INPUT DATA Block Start
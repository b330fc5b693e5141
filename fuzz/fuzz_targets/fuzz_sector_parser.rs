#![no_main]

use libfuzzer_sys::fuzz_target;
use ts_map_engine::binary::parse_sector_bytes;
use ts_map_engine::core::SectorFileKind;

fuzz_target!(|data: &[u8]| {
    // Erstes Byte waehlt die Dateiart, der Rest ist der Dateiinhalt
    let Some((selector, bytes)) = data.split_first() else {
        return;
    };
    let kind = SectorFileKind::ALL[*selector as usize % SectorFileKind::ALL.len()];
    let _ = parse_sector_bytes(kind, bytes);
});
//! Reine Spline-Mathematik (Hermite und Catmull-Rom) in 3D.
//!
//! Die Kurve eines Segments verläuft immer von `p0` nach `p1` (Hermite)
//! bzw. von `p1` nach `p2` (Catmull-Rom), Parameter `t ∈ [0, 1]`.

use glam::Vec3;

/// Stützstellen der 5-Punkt-Gauss-Legendre-Quadratur auf [-1, 1].
const GAUSS_NODES: [f32; 5] = [
    0.0,
    -0.538_469_3,
    0.538_469_3,
    -0.906_179_85,
    0.906_179_85,
];
/// Gewichte zu [`GAUSS_NODES`].
const GAUSS_WEIGHTS: [f32; 5] = [
    0.568_888_9,
    0.478_628_67,
    0.478_628_67,
    0.236_926_88,
    0.236_926_88,
];
/// Teilintervalle für die Längen-Integration.
const LENGTH_SUBDIVISIONS: usize = 8;

/// Punkt auf einem kubischen Hermite-Segment.
pub fn hermite_point(p0: Vec3, t0: Vec3, p1: Vec3, t1: Vec3, t: f32) -> Vec3 {
    let t2 = t * t;
    let t3 = t2 * t;
    let h00 = 2.0 * t3 - 3.0 * t2 + 1.0;
    let h10 = t3 - 2.0 * t2 + t;
    let h01 = -2.0 * t3 + 3.0 * t2;
    let h11 = t3 - t2;
    h00 * p0 + h10 * t0 + h01 * p1 + h11 * t1
}

/// Erste Ableitung eines Hermite-Segments nach `t`.
pub fn hermite_derivative(p0: Vec3, t0: Vec3, p1: Vec3, t1: Vec3, t: f32) -> Vec3 {
    let t2 = t * t;
    let d00 = 6.0 * t2 - 6.0 * t;
    let d10 = 3.0 * t2 - 4.0 * t + 1.0;
    let d01 = -6.0 * t2 + 6.0 * t;
    let d11 = 3.0 * t2 - 2.0 * t;
    d00 * p0 + d10 * t0 + d01 * p1 + d11 * t1
}

/// Bogenlänge eines Hermite-Segments zwischen `t = 0` und `t = until`.
pub fn hermite_length_until(p0: Vec3, t0: Vec3, p1: Vec3, t1: Vec3, until: f32) -> f32 {
    let until = until.clamp(0.0, 1.0);
    if until <= 0.0 {
        return 0.0;
    }
    let step = until / LENGTH_SUBDIVISIONS as f32;
    let mut length = 0.0;
    for segment in 0..LENGTH_SUBDIVISIONS {
        let a = segment as f32 * step;
        let half = step * 0.5;
        let mid = a + half;
        for (node, weight) in GAUSS_NODES.iter().zip(GAUSS_WEIGHTS.iter()) {
            let t = mid + half * node;
            length += weight * half * hermite_derivative(p0, t0, p1, t1, t).length();
        }
    }
    length
}

/// Bogenlänge eines vollständigen Hermite-Segments.
pub fn hermite_length(p0: Vec3, t0: Vec3, p1: Vec3, t1: Vec3) -> f32 {
    hermite_length_until(p0, t0, p1, t1, 1.0)
}

/// Sucht den Parameter `t`, an dem die Bogenlänge `distance` erreicht ist.
///
/// Gibt `None` zurück, wenn `distance` negativ ist oder die Segmentlänge übersteigt.
pub fn hermite_param_at_length(
    p0: Vec3,
    t0: Vec3,
    p1: Vec3,
    t1: Vec3,
    distance: f32,
) -> Option<f32> {
    let total = hermite_length(p0, t0, p1, t1);
    if distance < 0.0 || distance > total + f32::EPSILON * total.max(1.0) {
        return None;
    }
    if total <= f32::EPSILON {
        return Some(0.0);
    }

    // Bisektion: Bogenlänge ist monoton in t
    let mut low = 0.0f32;
    let mut high = 1.0f32;
    for _ in 0..32 {
        let mid = 0.5 * (low + high);
        if hermite_length_until(p0, t0, p1, t1, mid) < distance {
            low = mid;
        } else {
            high = mid;
        }
    }
    Some(0.5 * (low + high))
}

/// Punkt auf einem Catmull-Rom-Segment (Kurve von `p1` nach `p2`).
pub fn catmull_rom_point(p0: Vec3, p1: Vec3, p2: Vec3, p3: Vec3, t: f32) -> Vec3 {
    let t2 = t * t;
    let t3 = t2 * t;
    0.5 * ((2.0 * p1)
        + (-p0 + p2) * t
        + (2.0 * p0 - 5.0 * p1 + 4.0 * p2 - p3) * t2
        + (-p0 + 3.0 * p1 - 3.0 * p2 + p3) * t3)
}

/// Ableitung eines Catmull-Rom-Segments nach `t`.
pub fn catmull_rom_derivative(p0: Vec3, p1: Vec3, p2: Vec3, p3: Vec3, t: f32) -> Vec3 {
    let t2 = t * t;
    0.5 * ((-p0 + p2)
        + 2.0 * (2.0 * p0 - 5.0 * p1 + 4.0 * p2 - p3) * t
        + 3.0 * (-p0 + 3.0 * p1 - 3.0 * p2 + p3) * t2)
}
//! Little-Endian-Leser über einem Byte-Puffer.

use glam::Quat;
use ts_map_primitives::{FlagField, Token};

use super::error::{FormatError, FormatResult};
use crate::core::FixedVec3;

/// Sequenzieller Leser; jede Methode prüft die verbleibende Länge.
pub struct BinaryReader<'a> {
    data: &'a [u8],
    offset: usize,
}

impl<'a> BinaryReader<'a> {
    pub fn new(data: &'a [u8]) -> Self {
        Self { data, offset: 0 }
    }

    pub fn offset(&self) -> usize {
        self.offset
    }

    pub fn remaining(&self) -> usize {
        self.data.len() - self.offset
    }

    pub fn is_at_end(&self) -> bool {
        self.remaining() == 0
    }

    /// Fehler, wenn nach dem letzten Datensatz noch Bytes folgen.
    pub fn expect_end(&self) -> FormatResult<()> {
        match self.remaining() {
            0 => Ok(()),
            count => Err(FormatError::TrailingData { count }),
        }
    }

    pub fn take(&mut self, count: usize) -> FormatResult<&'a [u8]> {
        if self.remaining() < count {
            return Err(FormatError::Truncated {
                offset: self.offset,
                needed: count,
            });
        }
        let slice = &self.data[self.offset..self.offset + count];
        self.offset += count;
        Ok(slice)
    }

    fn array<const N: usize>(&mut self) -> FormatResult<[u8; N]> {
        let mut out = [0u8; N];
        out.copy_from_slice(self.take(N)?);
        Ok(out)
    }

    pub fn read_u8(&mut self) -> FormatResult<u8> {
        Ok(self.array::<1>()?[0])
    }

    pub fn read_u16(&mut self) -> FormatResult<u16> {
        Ok(u16::from_le_bytes(self.array()?))
    }

    pub fn read_i16(&mut self) -> FormatResult<i16> {
        Ok(i16::from_le_bytes(self.array()?))
    }

    pub fn read_u32(&mut self) -> FormatResult<u32> {
        Ok(u32::from_le_bytes(self.array()?))
    }

    pub fn read_i32(&mut self) -> FormatResult<i32> {
        Ok(i32::from_le_bytes(self.array()?))
    }

    pub fn read_u64(&mut self) -> FormatResult<u64> {
        Ok(u64::from_le_bytes(self.array()?))
    }

    pub fn read_f32(&mut self) -> FormatResult<f32> {
        Ok(f32::from_le_bytes(self.array()?))
    }

    pub fn read_token(&mut self) -> FormatResult<Token> {
        Ok(Token::from_raw(self.read_u64()?))
    }

    pub fn read_flags(&mut self) -> FormatResult<FlagField> {
        Ok(FlagField::new(self.read_u32()?))
    }

    pub fn read_fixed_vec3(&mut self) -> FormatResult<FixedVec3> {
        Ok(FixedVec3::new(
            self.read_i32()?,
            self.read_i32()?,
            self.read_i32()?,
        ))
    }

    /// Quaternion in der Reihenfolge x, y, z, w.
    pub fn read_quat(&mut self) -> FormatResult<Quat> {
        Ok(Quat::from_xyzw(
            self.read_f32()?,
            self.read_f32()?,
            self.read_f32()?,
            self.read_f32()?,
        ))
    }

    /// Liest eine `u32`-Anzahl und prüft, dass `count * min_size` Bytes
    /// überhaupt noch vorhanden sind.
    pub fn read_count(&mut self, min_size: usize) -> FormatResult<usize> {
        let offset = self.offset;
        let count = self.read_u32()? as usize;
        let needed = count.saturating_mul(min_size.max(1));
        if needed > self.remaining() {
            return Err(FormatError::Truncated { offset, needed });
        }
        Ok(count)
    }
}

#[cfg(test)]
mod tests {
    use super::*;

    #[test]
    fn test_reads_little_endian() {
        let data = [0x01, 0x02, 0xff, 0xff, 0xff, 0xff];
        let mut reader = BinaryReader::new(&data);
        assert_eq!(reader.read_u16().unwrap(), 0x0201);
        assert_eq!(reader.read_i32().unwrap(), -1);
        assert!(reader.is_at_end());
    }

    #[test]
    fn test_truncated_read_reports_offset() {
        let data = [0u8; 3];
        let mut reader = BinaryReader::new(&data);
        reader.read_u8().unwrap();
        assert_eq!(
            reader.read_u32(),
            Err(FormatError::Truncated {
                offset: 1,
                needed: 4
            })
        );
    }

    #[test]
    fn test_count_larger_than_input_is_rejected() {
        let data = 1000u32.to_le_bytes();
        let mut reader = BinaryReader::new(&data);
        assert!(matches!(
            reader.read_count(8),
            Err(FormatError::Truncated { .. })
        ));
    }
}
INPUT DATA Block End
DIRECTIONS FOR THIS TASK: Would you retype the lines above from the one with "let mut low = 0.0f32;" down to the one with "fn array<const N: usize>(&mut", word for word, both ends included and no other lines?

FINAL ANSWER:
    let mut low = 0.0f32;
    let mut high = 1.0f32;
    for _ in 0..32 {
        let mid = 0.5 * (low + high);
        if hermite_length_until(p0, t0, p1, t1, mid) < distance {
            low = mid;
        } else {
            high = mid;
        }
    }
    Some(0.5 * (low + high))
}

/// Punkt auf einem Catmull-Rom-Segment (Kurve von `p1` nach `p2`).
pub fn catmull_rom_point(p0: Vec3, p1: Vec3, p2: Vec3, p3: Vec3, t: f32) -> Vec3 {
    let t2 = t * t;
    let t3 = t2 * t;
    0.5 * ((2.0 * p1)
        + (-p0 + p2) * t
        + (2.0 * p0 - 5.0 * p1 + 4.0 * p2 - p3) * t2
        + (-p0 + 3.0 * p1 - 3.0 * p2 + p3) * t3)
}

/// Ableitung eines Catmull-Rom-Segments nach `t`.
pub fn catmull_rom_derivative(p0: Vec3, p1: Vec3, p2: Vec3, p3: Vec3, t: f32) -> Vec3 {
    let t2 = t * t;
    0.5 * ((-p0 + p2)
        + 2.0 * (2.0 * p0 - 5.0 * p1 + 4.0 * p2 - p3) * t
        + 3.0 * (-p0 + 3.0 * p1 - 3.0 * p2 + p3) * t2)
}
//! Little-Endian-Leser über einem Byte-Puffer.

use glam::Quat;
use ts_map_primitives::{FlagField, Token};

use super::error::{FormatError, FormatResult};
use crate::core::FixedVec3;

/// Sequenzieller Leser; jede Methode prüft die verbleibende Länge.
pub struct BinaryReader<'a> {
    data: &'a [u8],
    offset: usize,
}

impl<'a> BinaryReader<'a> {
    pub fn new(data: &'a [u8]) -> Self {
        Self { data, offset: 0 }
    }

    pub fn offset(&self) -> usize {
        self.offset
    }

    pub fn remaining(&self) -> usize {
        self.data.len() - self.offset
    }

    pub fn is_at_end(&self) -> bool {
        self.remaining() == 0
    }

    /// Fehler, wenn nach dem letzten Datensatz noch Bytes folgen.
    pub fn expect_end(&self) -> FormatResult<()> {
        match self.remaining() {
            0 => Ok(()),
            count => Err(FormatError::TrailingData { count }),
        }
    }

    pub fn take(&mut self, count: usize) -> FormatResult<&'a [u8]> {
        if self.remaining() < count {
            return Err(FormatError::Truncated {
                offset: self.offset,
                needed: count,
            });
        }
        let slice = &self.data[self.offset..self.offset + count];
        self.offset += count;
        Ok(slice)
    }

    fn array<const N: usize>(&mut self) -> FormatResult<[u8; N]> {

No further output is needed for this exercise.